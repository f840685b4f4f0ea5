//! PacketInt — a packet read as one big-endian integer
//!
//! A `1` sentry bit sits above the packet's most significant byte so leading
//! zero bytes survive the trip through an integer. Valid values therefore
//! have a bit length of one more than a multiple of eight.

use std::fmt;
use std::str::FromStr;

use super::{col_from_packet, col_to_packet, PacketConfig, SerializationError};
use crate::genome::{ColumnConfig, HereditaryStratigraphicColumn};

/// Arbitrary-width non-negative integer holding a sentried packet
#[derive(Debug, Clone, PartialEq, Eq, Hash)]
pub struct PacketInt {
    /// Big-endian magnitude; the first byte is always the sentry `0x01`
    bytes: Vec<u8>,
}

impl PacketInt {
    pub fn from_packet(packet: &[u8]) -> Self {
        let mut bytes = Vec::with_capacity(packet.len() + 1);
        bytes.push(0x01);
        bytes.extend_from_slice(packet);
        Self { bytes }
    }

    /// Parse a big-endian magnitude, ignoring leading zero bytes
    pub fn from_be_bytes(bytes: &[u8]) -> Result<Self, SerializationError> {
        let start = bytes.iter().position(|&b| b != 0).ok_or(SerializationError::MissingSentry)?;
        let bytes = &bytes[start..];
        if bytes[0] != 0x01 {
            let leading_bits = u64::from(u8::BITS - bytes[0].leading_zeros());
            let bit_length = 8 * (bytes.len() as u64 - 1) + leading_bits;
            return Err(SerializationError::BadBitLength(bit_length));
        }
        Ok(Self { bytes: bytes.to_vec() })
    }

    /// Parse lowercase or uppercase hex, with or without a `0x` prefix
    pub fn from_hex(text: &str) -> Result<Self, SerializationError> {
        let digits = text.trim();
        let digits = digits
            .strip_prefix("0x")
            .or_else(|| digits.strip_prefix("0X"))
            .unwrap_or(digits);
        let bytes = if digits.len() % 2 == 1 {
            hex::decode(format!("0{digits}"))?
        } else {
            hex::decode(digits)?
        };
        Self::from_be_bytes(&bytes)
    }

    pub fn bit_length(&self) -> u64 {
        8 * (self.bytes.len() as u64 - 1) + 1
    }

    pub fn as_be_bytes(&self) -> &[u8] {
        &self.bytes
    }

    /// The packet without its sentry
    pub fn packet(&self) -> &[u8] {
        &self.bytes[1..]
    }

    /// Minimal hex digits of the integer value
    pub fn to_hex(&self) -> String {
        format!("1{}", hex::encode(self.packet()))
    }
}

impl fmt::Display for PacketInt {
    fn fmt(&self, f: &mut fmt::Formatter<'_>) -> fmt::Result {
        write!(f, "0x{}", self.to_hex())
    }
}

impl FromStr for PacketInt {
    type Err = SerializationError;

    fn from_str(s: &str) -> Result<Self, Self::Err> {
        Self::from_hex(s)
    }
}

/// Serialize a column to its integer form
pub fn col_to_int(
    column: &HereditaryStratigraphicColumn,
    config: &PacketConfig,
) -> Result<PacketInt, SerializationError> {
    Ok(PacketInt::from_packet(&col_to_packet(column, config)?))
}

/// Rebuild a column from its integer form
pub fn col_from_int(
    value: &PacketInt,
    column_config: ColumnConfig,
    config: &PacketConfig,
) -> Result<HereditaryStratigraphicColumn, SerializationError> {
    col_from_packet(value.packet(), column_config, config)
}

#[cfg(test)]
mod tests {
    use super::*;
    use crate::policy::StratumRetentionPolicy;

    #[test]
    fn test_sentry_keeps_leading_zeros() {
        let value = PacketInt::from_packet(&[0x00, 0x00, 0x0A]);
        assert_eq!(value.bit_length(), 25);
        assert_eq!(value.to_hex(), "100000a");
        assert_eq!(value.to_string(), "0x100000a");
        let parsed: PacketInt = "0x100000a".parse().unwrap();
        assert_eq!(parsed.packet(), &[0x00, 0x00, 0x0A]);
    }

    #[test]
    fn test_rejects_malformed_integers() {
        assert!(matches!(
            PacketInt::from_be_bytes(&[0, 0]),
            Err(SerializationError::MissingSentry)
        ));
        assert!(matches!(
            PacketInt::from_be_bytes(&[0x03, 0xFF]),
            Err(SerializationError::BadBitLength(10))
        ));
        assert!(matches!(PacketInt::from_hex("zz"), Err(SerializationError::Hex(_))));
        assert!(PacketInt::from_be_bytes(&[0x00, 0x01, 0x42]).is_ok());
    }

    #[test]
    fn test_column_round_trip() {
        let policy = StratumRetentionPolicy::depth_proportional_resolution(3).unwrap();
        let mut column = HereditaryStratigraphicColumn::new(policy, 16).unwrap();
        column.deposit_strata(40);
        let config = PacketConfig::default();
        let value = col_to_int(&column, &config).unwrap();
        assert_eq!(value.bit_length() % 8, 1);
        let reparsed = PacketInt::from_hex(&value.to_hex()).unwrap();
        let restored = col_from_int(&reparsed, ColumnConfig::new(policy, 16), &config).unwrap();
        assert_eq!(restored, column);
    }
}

++++++

**Task to carry out**: Each line of the data in which the string "magnitude" appears needs to be copied.

**Written solution**:
    /// Big-endian magnitude; the first byte is always the sentry `0x01`
    /// Parse a big-endian magnitude, ignoring leading zero bytes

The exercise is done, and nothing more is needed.